▸ WORK REQUIRED
Copy the lines of the entries exactly, from the opening one to the one holding "use crate::scene::Scene;", and leave out everything after.

####################

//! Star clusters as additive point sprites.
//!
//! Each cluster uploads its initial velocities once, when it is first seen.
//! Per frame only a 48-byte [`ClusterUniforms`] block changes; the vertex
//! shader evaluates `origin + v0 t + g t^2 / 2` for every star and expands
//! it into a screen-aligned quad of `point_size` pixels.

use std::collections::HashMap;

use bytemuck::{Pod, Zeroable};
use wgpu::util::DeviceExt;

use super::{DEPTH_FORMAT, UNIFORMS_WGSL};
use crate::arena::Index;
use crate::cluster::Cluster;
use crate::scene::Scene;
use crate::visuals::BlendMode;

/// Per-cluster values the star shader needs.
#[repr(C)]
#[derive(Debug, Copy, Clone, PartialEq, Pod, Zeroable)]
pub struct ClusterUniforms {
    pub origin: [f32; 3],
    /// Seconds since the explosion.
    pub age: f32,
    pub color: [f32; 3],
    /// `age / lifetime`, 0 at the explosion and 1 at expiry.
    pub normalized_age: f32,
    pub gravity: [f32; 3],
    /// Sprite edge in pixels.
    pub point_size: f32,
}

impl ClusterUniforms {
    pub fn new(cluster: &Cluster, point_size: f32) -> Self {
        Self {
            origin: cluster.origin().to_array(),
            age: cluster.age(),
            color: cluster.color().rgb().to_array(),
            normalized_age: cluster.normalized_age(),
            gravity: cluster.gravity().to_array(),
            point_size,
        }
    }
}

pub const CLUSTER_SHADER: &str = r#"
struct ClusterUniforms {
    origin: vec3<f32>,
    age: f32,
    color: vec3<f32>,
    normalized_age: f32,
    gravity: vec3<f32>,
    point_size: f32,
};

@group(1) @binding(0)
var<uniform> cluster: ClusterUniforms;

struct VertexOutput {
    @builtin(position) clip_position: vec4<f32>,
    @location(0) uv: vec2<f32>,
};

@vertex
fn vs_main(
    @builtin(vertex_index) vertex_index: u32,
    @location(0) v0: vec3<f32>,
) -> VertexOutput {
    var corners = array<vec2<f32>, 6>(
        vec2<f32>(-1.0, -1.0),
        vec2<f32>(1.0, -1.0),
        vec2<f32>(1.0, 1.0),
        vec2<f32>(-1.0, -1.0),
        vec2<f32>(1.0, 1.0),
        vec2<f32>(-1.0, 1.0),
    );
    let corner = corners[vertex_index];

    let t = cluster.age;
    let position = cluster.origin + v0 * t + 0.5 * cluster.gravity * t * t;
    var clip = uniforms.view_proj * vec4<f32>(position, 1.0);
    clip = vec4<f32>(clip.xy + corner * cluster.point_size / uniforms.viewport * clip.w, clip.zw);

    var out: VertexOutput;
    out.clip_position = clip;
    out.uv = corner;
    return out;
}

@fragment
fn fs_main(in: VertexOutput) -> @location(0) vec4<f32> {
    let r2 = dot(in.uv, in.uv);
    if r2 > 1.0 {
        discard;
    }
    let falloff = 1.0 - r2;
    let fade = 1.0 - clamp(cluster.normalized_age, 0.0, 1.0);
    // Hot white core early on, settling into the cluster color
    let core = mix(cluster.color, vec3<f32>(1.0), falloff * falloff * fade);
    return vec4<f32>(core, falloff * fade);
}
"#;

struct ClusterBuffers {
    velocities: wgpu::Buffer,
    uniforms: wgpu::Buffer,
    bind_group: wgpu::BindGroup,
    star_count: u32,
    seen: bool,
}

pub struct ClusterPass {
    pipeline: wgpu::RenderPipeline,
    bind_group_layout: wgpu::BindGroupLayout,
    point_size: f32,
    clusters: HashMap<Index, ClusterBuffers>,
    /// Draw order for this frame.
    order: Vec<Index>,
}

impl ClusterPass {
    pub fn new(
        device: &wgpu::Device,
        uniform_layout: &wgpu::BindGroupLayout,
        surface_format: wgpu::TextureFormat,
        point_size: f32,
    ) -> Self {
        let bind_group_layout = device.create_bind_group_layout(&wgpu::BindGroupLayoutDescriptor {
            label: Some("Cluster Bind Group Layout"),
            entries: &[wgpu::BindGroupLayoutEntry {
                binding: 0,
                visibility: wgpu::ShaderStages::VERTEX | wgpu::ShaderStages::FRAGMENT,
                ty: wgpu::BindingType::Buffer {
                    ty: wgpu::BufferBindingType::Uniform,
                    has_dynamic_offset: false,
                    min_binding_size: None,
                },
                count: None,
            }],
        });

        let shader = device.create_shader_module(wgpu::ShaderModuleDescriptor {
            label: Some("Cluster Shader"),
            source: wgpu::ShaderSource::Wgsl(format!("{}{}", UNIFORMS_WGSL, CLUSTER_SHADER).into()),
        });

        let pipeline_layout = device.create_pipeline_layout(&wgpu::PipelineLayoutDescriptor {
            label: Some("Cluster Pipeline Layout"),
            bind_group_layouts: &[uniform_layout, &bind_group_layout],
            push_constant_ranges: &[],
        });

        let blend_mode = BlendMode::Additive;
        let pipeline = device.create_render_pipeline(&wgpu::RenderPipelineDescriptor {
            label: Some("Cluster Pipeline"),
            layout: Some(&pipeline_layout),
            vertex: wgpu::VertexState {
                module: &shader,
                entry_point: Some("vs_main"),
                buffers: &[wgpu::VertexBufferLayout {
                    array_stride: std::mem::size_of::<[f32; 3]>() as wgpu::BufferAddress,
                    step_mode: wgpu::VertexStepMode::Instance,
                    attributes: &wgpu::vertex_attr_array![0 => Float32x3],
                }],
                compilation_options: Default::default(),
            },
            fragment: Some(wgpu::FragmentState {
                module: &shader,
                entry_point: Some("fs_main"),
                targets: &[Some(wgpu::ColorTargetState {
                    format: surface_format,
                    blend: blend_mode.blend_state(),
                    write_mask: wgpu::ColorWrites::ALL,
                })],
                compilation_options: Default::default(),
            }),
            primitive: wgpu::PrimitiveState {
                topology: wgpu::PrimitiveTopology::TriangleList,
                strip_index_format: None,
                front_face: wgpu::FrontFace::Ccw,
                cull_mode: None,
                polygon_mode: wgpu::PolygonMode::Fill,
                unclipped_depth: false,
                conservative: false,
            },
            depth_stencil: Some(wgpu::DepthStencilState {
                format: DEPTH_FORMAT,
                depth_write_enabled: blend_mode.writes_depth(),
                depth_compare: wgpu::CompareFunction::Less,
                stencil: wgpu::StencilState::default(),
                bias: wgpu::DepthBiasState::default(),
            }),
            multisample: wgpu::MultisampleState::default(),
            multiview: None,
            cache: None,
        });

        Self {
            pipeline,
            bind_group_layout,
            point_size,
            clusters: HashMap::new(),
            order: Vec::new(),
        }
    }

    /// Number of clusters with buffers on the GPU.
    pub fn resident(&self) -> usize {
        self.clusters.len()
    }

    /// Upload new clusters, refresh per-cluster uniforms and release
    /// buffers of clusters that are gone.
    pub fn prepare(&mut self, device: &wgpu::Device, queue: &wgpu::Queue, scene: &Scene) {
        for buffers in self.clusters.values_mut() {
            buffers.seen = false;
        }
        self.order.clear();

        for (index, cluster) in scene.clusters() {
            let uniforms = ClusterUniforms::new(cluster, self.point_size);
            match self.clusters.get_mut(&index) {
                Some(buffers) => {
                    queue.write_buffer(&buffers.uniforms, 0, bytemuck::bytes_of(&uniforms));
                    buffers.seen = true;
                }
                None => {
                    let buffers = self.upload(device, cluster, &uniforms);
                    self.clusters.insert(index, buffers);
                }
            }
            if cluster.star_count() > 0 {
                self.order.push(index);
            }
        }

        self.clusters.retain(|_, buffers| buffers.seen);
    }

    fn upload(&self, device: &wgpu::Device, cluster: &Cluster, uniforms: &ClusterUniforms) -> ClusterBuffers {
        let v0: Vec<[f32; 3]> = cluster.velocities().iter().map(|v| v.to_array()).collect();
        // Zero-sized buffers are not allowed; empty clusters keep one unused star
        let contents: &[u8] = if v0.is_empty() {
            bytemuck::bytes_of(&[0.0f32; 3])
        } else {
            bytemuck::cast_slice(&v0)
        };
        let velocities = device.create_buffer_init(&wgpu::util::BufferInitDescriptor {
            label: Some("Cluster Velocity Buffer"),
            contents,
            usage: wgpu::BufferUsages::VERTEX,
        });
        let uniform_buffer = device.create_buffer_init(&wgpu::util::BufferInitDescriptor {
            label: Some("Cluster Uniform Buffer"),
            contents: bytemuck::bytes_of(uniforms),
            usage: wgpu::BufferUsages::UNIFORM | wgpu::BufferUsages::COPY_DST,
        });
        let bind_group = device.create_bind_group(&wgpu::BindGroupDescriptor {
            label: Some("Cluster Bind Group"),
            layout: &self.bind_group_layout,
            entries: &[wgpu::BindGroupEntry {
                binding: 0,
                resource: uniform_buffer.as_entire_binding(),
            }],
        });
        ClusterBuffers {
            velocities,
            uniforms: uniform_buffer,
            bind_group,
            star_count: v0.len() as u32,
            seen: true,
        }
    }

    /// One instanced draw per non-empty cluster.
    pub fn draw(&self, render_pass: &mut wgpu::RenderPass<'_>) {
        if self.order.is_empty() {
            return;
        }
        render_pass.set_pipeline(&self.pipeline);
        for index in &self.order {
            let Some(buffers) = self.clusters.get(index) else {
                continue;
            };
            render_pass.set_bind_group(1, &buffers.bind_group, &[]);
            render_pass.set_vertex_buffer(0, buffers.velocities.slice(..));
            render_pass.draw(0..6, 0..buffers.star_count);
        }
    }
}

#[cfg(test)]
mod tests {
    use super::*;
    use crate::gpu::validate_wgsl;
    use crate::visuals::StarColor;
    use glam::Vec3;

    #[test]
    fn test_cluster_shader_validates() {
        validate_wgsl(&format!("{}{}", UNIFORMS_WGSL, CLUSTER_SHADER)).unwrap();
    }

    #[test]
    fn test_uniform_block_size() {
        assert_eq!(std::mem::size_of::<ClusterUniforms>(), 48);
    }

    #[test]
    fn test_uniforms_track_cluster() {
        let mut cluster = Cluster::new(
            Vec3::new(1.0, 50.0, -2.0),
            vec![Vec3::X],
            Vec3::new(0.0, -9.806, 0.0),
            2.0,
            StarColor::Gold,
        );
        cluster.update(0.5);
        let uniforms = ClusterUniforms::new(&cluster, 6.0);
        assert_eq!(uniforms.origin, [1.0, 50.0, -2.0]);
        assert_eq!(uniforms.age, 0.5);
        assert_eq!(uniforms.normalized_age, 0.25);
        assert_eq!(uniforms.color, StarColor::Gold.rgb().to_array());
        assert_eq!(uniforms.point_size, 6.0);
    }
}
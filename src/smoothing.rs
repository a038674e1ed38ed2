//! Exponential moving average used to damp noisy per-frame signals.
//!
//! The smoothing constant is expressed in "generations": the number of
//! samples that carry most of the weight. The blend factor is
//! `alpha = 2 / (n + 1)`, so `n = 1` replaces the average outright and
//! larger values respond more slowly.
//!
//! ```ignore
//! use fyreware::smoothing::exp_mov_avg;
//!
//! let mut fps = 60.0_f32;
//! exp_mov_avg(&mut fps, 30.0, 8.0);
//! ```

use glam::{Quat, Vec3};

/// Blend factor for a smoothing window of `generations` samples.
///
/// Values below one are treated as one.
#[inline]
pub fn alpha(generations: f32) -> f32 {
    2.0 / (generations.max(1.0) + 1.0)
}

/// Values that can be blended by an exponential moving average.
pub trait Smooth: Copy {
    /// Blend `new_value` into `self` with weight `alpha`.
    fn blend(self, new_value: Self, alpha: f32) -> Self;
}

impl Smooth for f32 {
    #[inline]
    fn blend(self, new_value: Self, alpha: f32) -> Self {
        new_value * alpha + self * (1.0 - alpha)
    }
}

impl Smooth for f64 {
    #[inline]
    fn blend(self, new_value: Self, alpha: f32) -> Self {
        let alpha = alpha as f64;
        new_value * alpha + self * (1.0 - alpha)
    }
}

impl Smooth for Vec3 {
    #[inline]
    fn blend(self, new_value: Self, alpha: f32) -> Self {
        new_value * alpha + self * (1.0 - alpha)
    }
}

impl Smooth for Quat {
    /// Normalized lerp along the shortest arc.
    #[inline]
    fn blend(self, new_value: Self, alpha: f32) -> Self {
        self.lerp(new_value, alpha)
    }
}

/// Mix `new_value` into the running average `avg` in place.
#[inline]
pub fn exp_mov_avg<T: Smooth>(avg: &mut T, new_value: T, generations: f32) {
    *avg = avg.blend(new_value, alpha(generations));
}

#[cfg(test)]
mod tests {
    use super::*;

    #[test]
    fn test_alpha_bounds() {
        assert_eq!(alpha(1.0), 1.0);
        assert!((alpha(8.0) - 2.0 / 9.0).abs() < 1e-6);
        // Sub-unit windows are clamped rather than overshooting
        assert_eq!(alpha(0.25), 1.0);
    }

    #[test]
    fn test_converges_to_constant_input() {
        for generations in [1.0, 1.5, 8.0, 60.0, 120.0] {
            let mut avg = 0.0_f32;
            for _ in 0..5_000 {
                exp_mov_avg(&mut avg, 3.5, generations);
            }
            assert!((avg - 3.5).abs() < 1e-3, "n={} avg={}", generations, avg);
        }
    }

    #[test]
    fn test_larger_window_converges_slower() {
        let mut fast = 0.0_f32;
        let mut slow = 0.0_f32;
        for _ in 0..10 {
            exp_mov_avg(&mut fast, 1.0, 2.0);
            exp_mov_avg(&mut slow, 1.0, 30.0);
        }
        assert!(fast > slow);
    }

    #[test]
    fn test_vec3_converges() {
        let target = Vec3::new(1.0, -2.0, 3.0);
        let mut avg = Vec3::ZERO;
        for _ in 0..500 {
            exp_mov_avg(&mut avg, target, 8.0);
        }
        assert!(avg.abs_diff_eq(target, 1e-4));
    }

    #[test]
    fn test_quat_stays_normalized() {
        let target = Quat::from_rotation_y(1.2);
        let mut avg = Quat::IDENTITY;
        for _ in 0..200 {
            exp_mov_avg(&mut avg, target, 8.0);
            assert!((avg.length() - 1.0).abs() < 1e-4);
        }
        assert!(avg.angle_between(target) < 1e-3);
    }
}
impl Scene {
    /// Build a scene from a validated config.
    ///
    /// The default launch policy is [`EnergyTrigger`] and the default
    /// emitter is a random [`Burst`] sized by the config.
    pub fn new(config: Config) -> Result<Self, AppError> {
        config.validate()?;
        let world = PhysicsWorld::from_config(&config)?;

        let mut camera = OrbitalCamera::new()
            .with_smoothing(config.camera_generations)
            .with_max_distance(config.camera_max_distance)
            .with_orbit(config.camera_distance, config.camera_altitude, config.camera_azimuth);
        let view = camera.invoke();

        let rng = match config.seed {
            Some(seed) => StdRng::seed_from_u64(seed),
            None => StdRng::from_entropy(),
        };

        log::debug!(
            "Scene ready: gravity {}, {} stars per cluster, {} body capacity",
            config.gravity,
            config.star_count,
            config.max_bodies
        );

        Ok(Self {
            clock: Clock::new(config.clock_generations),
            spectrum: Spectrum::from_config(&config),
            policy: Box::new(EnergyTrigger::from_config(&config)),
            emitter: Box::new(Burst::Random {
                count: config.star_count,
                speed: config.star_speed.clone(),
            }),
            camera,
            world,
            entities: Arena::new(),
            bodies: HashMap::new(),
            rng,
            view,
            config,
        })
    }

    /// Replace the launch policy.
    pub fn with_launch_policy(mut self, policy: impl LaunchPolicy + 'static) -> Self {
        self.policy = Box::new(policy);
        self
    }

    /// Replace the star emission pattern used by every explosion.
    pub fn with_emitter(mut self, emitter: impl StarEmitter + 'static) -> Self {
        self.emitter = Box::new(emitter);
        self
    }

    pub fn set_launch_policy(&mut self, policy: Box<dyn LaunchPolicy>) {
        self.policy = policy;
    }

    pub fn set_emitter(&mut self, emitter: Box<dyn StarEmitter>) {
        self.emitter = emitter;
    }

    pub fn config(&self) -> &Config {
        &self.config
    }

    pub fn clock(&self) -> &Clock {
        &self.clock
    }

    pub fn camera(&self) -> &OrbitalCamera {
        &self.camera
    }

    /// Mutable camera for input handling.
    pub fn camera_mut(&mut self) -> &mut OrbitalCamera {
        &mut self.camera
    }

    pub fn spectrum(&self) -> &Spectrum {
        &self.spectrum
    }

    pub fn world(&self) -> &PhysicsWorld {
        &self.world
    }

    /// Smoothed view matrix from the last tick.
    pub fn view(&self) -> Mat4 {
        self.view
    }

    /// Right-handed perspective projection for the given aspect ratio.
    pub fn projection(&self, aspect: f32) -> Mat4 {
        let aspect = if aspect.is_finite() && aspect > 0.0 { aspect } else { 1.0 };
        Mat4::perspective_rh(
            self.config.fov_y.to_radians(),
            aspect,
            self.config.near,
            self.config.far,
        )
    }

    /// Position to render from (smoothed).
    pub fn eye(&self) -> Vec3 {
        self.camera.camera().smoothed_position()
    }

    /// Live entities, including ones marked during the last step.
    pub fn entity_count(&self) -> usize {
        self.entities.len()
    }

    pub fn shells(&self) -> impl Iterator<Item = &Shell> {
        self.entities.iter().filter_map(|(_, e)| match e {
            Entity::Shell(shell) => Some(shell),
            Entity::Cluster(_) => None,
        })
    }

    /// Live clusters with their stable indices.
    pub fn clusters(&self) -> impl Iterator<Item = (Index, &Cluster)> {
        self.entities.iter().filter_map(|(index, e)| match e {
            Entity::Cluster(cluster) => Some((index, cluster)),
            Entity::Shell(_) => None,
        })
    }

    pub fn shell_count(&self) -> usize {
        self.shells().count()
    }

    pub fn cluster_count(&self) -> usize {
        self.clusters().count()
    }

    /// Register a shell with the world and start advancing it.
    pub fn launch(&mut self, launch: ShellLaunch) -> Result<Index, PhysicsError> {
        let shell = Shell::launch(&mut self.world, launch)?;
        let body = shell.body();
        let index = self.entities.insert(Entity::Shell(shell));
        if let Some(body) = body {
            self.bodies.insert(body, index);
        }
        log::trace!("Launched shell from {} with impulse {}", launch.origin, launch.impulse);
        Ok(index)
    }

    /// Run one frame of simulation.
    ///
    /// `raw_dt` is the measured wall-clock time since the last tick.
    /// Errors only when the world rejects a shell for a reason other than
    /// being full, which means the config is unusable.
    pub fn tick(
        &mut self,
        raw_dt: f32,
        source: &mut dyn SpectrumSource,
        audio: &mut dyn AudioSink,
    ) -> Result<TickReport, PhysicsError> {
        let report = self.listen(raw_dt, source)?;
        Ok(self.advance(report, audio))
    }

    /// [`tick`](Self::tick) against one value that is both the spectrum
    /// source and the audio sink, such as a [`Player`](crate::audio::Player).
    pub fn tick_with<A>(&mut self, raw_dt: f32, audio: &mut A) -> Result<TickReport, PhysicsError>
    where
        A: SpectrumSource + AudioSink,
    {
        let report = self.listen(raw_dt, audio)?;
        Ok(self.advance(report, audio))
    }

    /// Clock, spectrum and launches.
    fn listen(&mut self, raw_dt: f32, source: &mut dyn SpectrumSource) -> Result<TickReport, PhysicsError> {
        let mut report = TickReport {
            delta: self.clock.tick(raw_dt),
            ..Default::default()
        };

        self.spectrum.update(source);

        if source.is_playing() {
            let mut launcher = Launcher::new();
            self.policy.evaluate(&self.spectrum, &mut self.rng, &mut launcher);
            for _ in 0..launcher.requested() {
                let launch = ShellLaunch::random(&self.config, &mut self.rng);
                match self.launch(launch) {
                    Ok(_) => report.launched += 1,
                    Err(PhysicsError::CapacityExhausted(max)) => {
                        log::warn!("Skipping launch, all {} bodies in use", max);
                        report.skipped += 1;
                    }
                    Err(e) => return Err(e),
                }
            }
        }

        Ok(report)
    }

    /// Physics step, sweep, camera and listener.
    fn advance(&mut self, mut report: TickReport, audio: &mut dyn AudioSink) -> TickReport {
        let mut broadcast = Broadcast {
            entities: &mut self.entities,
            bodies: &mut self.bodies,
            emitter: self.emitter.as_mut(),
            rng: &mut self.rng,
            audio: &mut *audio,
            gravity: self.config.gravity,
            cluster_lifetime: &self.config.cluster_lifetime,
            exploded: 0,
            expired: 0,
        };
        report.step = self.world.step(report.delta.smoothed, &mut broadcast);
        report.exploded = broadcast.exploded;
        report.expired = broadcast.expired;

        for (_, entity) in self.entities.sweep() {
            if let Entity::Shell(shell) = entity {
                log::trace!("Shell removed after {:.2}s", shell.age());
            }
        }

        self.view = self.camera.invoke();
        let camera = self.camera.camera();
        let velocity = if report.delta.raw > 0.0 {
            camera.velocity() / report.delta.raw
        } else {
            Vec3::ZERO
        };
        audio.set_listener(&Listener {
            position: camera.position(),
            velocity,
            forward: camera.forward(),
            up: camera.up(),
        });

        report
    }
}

####################

▸ EXERCISE ANSWER
//! Star clusters as additive point sprites.
//!
//! Each cluster uploads its initial velocities once, when it is first seen.
//! Per frame only a 48-byte [`ClusterUniforms`] block changes; the vertex
//! shader evaluates `origin + v0 t + g t^2 / 2` for every star and expands
//! it into a screen-aligned quad of `point_size` pixels.

use std::collections::HashMap;

use bytemuck::{Pod, Zeroable};
use wgpu::util::DeviceExt;

use super::{DEPTH_FORMAT, UNIFORMS_WGSL};
use crate::arena::Index;
use crate::cluster::Cluster;
use crate::scene::Scene;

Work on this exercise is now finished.